◆ Instructions for the task
Within the listing below, please copy exactly the lines between the line holding "environment is missing" and the line holding "-> Result<(), HostError>", inclusive.

◆ Task material

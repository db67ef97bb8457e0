//! Host calling-convention adapter.
//!
//! # Responsibilities
//! - Translate the host tuple into a `Context`
//! - Run the dispatcher inside a `dispatch` span
//! - Emit the response, or forward to the next stage on NoMatch
//!
//! # Design Decisions
//! - The original arguments are forwarded to the next stage unchanged
//! - Without a next stage, NoMatch completes without emitting anything

use axum::http::HeaderMap;
use futures_util::future::BoxFuture;
use std::collections::HashMap;
use std::sync::Arc;
use thiserror::Error;
use tokio_util::sync::CancellationToken;
use tracing::Instrument;
use uuid::Uuid;

use crate::dispatch::{DispatchError, Dispatcher, Outcome};
use crate::host::body::WriteBody;
use crate::host::context::{
    accept_types, declared_content_type, Context, QueryString, RequestBody, RequestContext, Status,
};

/// Well-known environment keys.
pub mod keys {
    pub const REQUEST_METHOD: &str = "host.RequestMethod";
    pub const REQUEST_PATH: &str = "host.RequestPath";
    pub const REQUEST_PATH_BASE: &str = "host.RequestPathBase";
    pub const REQUEST_QUERY_STRING: &str = "host.RequestQueryString";
    pub const REQUEST_SCHEME: &str = "host.RequestScheme";
    pub const REQUEST_ID: &str = "host.RequestId";
}

/// Request environment supplied by the host.
pub type Environment = HashMap<String, String>;

/// Completion signal returned to the host.
pub type Completion = BoxFuture<'static, Result<(), HostError>>;

/// Response emission callback: (status, headers, body writer) → completion.
pub type ResponseHandler =
    Box<dyn FnOnce(Status, HeaderMap, Option<Box<dyn WriteBody>>) -> Completion + Send>;

type AppFn = dyn Fn(
        Environment,
        HeaderMap,
        RequestBody,
        CancellationToken,
        ResponseHandler,
        Option<App>,
    ) -> Completion
    + Send
    + Sync;

/// One stage of a host middleware chain.
///
/// A stage receives the request tuple plus an optional next stage, and
/// either emits a response through `respond` or hands everything on.
#[derive(Clone)]
pub struct App(Arc<AppFn>);

impl App {
    pub fn new<F>(f: F) -> Self
    where
        F: Fn(
                Environment,
                HeaderMap,
                RequestBody,
                CancellationToken,
                ResponseHandler,
                Option<App>,
            ) -> Completion
            + Send
            + Sync
            + 'static,
    {
        Self(Arc::new(f))
    }

    /// Invoke this stage.
    pub fn call(
        &self,
        env: Environment,
        headers: HeaderMap,
        body: RequestBody,
        cancel: CancellationToken,
        respond: ResponseHandler,
        next: Option<App>,
    ) -> Completion {
        (self.0)(env, headers, body, cancel, respond, next)
    }
}

impl std::fmt::Debug for App {
    fn fmt(&self, f: &mut std::fmt::Formatter<'_>) -> std::fmt::Result {
        f.debug_struct("App").finish_non_exhaustive()
    }
}

/// Errors surfaced at the host boundary.
#[derive(Debug, Error)]
pub enum HostError {
    #[error("host environment is missing '{0}'")]
    MissingEnvironment(&'static str),

    #[error(transparent)]
    Dispatch(#[from] DispatchError),

    #[error("invalid response status {0}")]
    InvalidStatus(u16),

    #[error("response receiver dropped before the response was emitted")]
    ResponseDropped,
}

/// Exposes a `Dispatcher` through the host calling convention.
#[derive(Clone)]
pub struct HostAdapter {
    dispatcher: Arc<Dispatcher>,
}

impl HostAdapter {
    pub fn new(dispatcher: Arc<Dispatcher>) -> Self {
        Self { dispatcher }
    }

    pub fn dispatcher(&self) -> &Arc<Dispatcher> {
        &self.dispatcher
    }

    /// Handle one request.
    pub async fn run(
        &self,
        env: Environment,
        headers: HeaderMap,
        body: RequestBody,
        cancel: CancellationToken,
        respond: ResponseHandler,
        next: Option<App>,
    ) -> Result<(), HostError> {
        let request = request_from_environment(&env, &headers, body)?;
        let request_id = env
            .get(keys::REQUEST_ID)
            .cloned()
            .unwrap_or_else(|| Uuid::new_v4().to_string());
        let span = tracing::info_span!(
            "dispatch",
            request_id = %request_id,
            method = %request.method(),
            path = %request.path(),
        );

        let mut context = Context::new(request);
        let outcome = self
            .dispatcher
            .dispatch(&mut context)
            .instrument(span.clone())
            .await?;

        match outcome {
            Outcome::NoMatch => {
                let body = context.request.into_body();
                match next {
                    Some(app) => {
                        span.in_scope(|| tracing::debug!("No match, forwarding to next stage"));
                        app.call(env, headers, body, cancel, respond, None).await
                    }
                    None => Ok(()),
                }
            }
            Outcome::Completed => {
                let (status, headers, writer) = context.response.into_parts();
                span.in_scope(|| tracing::debug!(status = status.code(), "Emitting response"));
                respond(status, headers, writer).await
            }
        }
    }

    /// Wrap this adapter as a host `App`.
    pub fn into_app(self) -> App {
        let adapter = Arc::new(self);
        App::new(
            move |env: Environment,
                  headers: HeaderMap,
                  body: RequestBody,
                  cancel: CancellationToken,
                  respond: ResponseHandler,
                  next: Option<App>|
                  -> Completion {
                let adapter = Arc::clone(&adapter);
                Box::pin(async move { adapter.run(env, headers, body, cancel, respond, next).await })
            },
        )
    }
}

/// Build the request context from the host environment.
pub fn request_from_environment(
    env: &Environment,
    headers: &HeaderMap,
    body: RequestBody,
) -> Result<RequestContext, HostError> {
    let method = env
        .get(keys::REQUEST_METHOD)
        .ok_or(HostError::MissingEnvironment(keys::REQUEST_METHOD))?;
    let path = env
        .get(keys::REQUEST_PATH)
        .ok_or(HostError::MissingEnvironment(keys::REQUEST_PATH))?;
    let base = env.get(keys::REQUEST_PATH_BASE).map(String::as_str).unwrap_or("");

    let mut absolute_path = format!("{base}{path}");
    if absolute_path.is_empty() {
        absolute_path.push('/');
    }

    let query = env
        .get(keys::REQUEST_QUERY_STRING)
        .map(|q| QueryString::parse(q))
        .unwrap_or_default();

    let mut request = RequestContext::new(method.as_str(), absolute_path)
        .with_query(query)
        .with_body(body);
    if let Some(content_type) = declared_content_type(headers) {
        request = request.with_content_type(content_type);
    }
    if let Some(accept) = accept_types(headers) {
        request = request.with_accept(accept);
    }

    Ok(request)
}

#[cfg(test)]
mod tests {
    use super::*;
    use axum::http::HeaderValue;

    fn env(pairs: &[(&str, &str)]) -> Environment {
        pairs.iter().map(|(k, v)| (k.to_string(), v.to_string())).collect()
    }

    #[test]
    fn test_request_from_environment() {
        let mut headers = HeaderMap::new();
        headers.insert("content-type", HeaderValue::from_static("application/json"));
        headers.insert("accept", HeaderValue::from_static("text/html, */*"));

        let request = request_from_environment(
            &env(&[
                (keys::REQUEST_METHOD, "POST"),
                (keys::REQUEST_PATH_BASE, "/app"),
                (keys::REQUEST_PATH, "/widgets"),
                (keys::REQUEST_QUERY_STRING, "page=2&page=3"),
            ]),
            &headers,
            Box::new(tokio::io::empty()),
        )
        .unwrap();

        assert_eq!(request.method(), "POST");
        assert_eq!(request.path(), "/app/widgets");
        assert_eq!(request.content_type(), Some("application/json"));
        assert_eq!(
            request.accept(),
            Some(&["text/html".to_string(), "*/*".to_string()][..])
        );
        assert_eq!(request.query().get_all("page").collect::<Vec<_>>(), vec!["2", "3"]);
    }

    #[test]
    fn test_empty_path_becomes_root() {
        let request = request_from_environment(
            &env(&[(keys::REQUEST_METHOD, "GET"), (keys::REQUEST_PATH, "")]),
            &HeaderMap::new(),
            Box::new(tokio::io::empty()),
        )
        .unwrap();
        assert_eq!(request.path(), "/");
        assert_eq!(request.accept(), None);
    }

    #[test]
    fn test_missing_method_is_error() {
        let err = request_from_environment(
            &env(&[(keys::REQUEST_PATH, "/")]),
            &HeaderMap::new(),
            Box::new(tokio::io::empty()),
        )
        .unwrap_err();
        assert!(matches!(err, HostError::MissingEnvironment(keys::REQUEST_METHOD)));
    }
}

◆ Task answer
    #[error("host environment is missing '{0}'")]
    MissingEnvironment(&'static str),

    #[error(transparent)]
    Dispatch(#[from] DispatchError),

    #[error("invalid response status {0}")]
    InvalidStatus(u16),

    #[error("response receiver dropped before the response was emitted")]
    ResponseDropped,
}

/// Exposes a `Dispatcher` through the host calling convention.
#[derive(Clone)]
pub struct HostAdapter {
    dispatcher: Arc<Dispatcher>,
}

impl HostAdapter {
    pub fn new(dispatcher: Arc<Dispatcher>) -> Self {
        Self { dispatcher }
    }

    pub fn dispatcher(&self) -> &Arc<Dispatcher> {
        &self.dispatcher
    }

    /// Handle one request.
    pub async fn run(
        &self,
        env: Environment,
        headers: HeaderMap,
        body: RequestBody,
        cancel: CancellationToken,
        respond: ResponseHandler,
        next: Option<App>,
    ) -> Result<(), HostError> {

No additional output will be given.